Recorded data
++++
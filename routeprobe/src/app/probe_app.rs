use std::path::PathBuf;
use std::time::Duration;

use chrono::NaiveDateTime;
use clap::{Parser, Subcommand};

use crate::collection::constants::{
    DEFAULT_BASE_URL, DEFAULT_DEPART_AT, DEPART_AT_FORMAT, MAX_ROUTES, MAX_WAYPOINTS,
};
use crate::collection::{
    GeoParquetWriter, NodePool, RouteClientConfig, RouteCollectionError, RouteCollectorConfig,
    RouteSampler, RunState,
};

/// Command line tool for batch collection of edge travel times and geometries
/// from the TomTom Routing API
#[derive(Parser)]
#[command(author, version, about, long_about = None)]
#[command(propagate_version = true)]
pub struct ProbeApp {
    #[command(subcommand)]
    pub op: ProbeOperation,
}

#[derive(Debug, Clone, Subcommand)]
pub enum ProbeOperation {
    /// sample random routes over the input nodes and collect per-leg travel
    /// times into batched GeoParquet outputs
    Collect {
        /// input GeoParquet node table with `source` id and point `geometry` columns
        #[arg(long)]
        input: PathBuf,
        /// directory for batch artifacts and the run checkpoint
        #[arg(long)]
        output: PathBuf,
        /// number of routes to sample (at most 2400)
        #[arg(long)]
        routes: usize,
        /// waypoints per route (2 to 150)
        #[arg(long)]
        waypoints: usize,
        /// routes per output artifact
        #[arg(long)]
        batch_size: usize,
        /// routing API key, passed through as the `key` query parameter
        #[arg(long)]
        api_key: String,
        /// route sampling seed
        #[arg(long, default_value_t = 13081996)]
        seed: u64,
        /// departure time for every request (%Y-%m-%dT%H:%M:%S)
        #[arg(long, default_value = DEFAULT_DEPART_AT)]
        depart_at: String,
        /// routing endpoint prefix
        #[arg(long, default_value = DEFAULT_BASE_URL)]
        base_url: String,
        /// retry attempts after a failed request
        #[arg(long, default_value_t = 2)]
        max_retries: u32,
        /// per-request timeout in seconds
        #[arg(long, default_value_t = 60)]
        timeout: u64,
        /// continue an interrupted run from the checkpoint in the output directory
        #[arg(long)]
        resume: bool,
    },
}

impl ProbeOperation {
    pub fn run(self) -> Result<(), RouteCollectionError> {
        match self {
            ProbeOperation::Collect {
                input,
                output,
                routes,
                waypoints,
                batch_size,
                api_key,
                seed,
                depart_at,
                base_url,
                max_retries,
                timeout,
                resume,
            } => {
                if routes == 0 || routes > MAX_ROUTES {
                    return Err(RouteCollectionError::InvalidUserInput(format!(
                        "route count must be in 1..={MAX_ROUTES}, got {routes}"
                    )));
                }
                if waypoints < 2 || waypoints > MAX_WAYPOINTS {
                    return Err(RouteCollectionError::InvalidUserInput(format!(
                        "waypoints per route must be in 2..={MAX_WAYPOINTS}, got {waypoints}"
                    )));
                }
                let depart_at = NaiveDateTime::parse_from_str(&depart_at, DEPART_AT_FORMAT)
                    .map_err(|e| {
                        RouteCollectionError::InvalidUserInput(format!(
                            "departure time '{depart_at}' is not {DEPART_AT_FORMAT}: {e}"
                        ))
                    })?;

                log::info!("loading node pool from {}", input.display());
                let pool = NodePool::from_parquet(&input)?;
                log::info!("{} candidate nodes", pool.len());

                let sampled = RouteSampler::new(seed).sample(&pool, routes, waypoints)?;
                log::info!("sampled {routes} routes of {waypoints} waypoints (seed {seed})");

                let client = RouteClientConfig {
                    base_url,
                    api_key,
                    depart_at,
                    max_retries,
                    timeout: Duration::from_secs(timeout),
                }
                .build()?;
                let writer = GeoParquetWriter::new(&output);
                let collector = RouteCollectorConfig {
                    batch_size,
                    output_directory: output,
                }
                .build(&client, &writer)?;

                let mut state = if resume {
                    RunState::load_or_new(collector.run_state_path())?
                } else {
                    RunState::new()
                };

                let summary = collector.collect(&sampled, &mut state, |cp| {
                    log::info!(
                        "batch {}: {} routes, {} records, request time {:.2}s",
                        cp.batch_index,
                        cp.routes,
                        cp.records,
                        cp.request_time.as_secs_f64()
                    );
                })?;

                log::info!(
                    "collected {} records over {} batches in {:.2}s ({} of {} routes failed)",
                    summary.records,
                    summary.batches,
                    summary.elapsed.as_secs_f64(),
                    summary.failed_routes,
                    summary.routes
                );
                if !state.failed_routes.is_empty() {
                    log::warn!(
                        "failed route rows recorded in the checkpoint for re-query: {:?}",
                        state.failed_routes
                    );
                }
                Ok(())
            }
        }
    }
}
++++
Pick out and copy the lines of the entries that hold the string "RouteSampler".

- _Solution for this task_
    RouteSampler, RunState,
                let sampled = RouteSampler::new(seed).sample(&pool, routes, waypoints)?;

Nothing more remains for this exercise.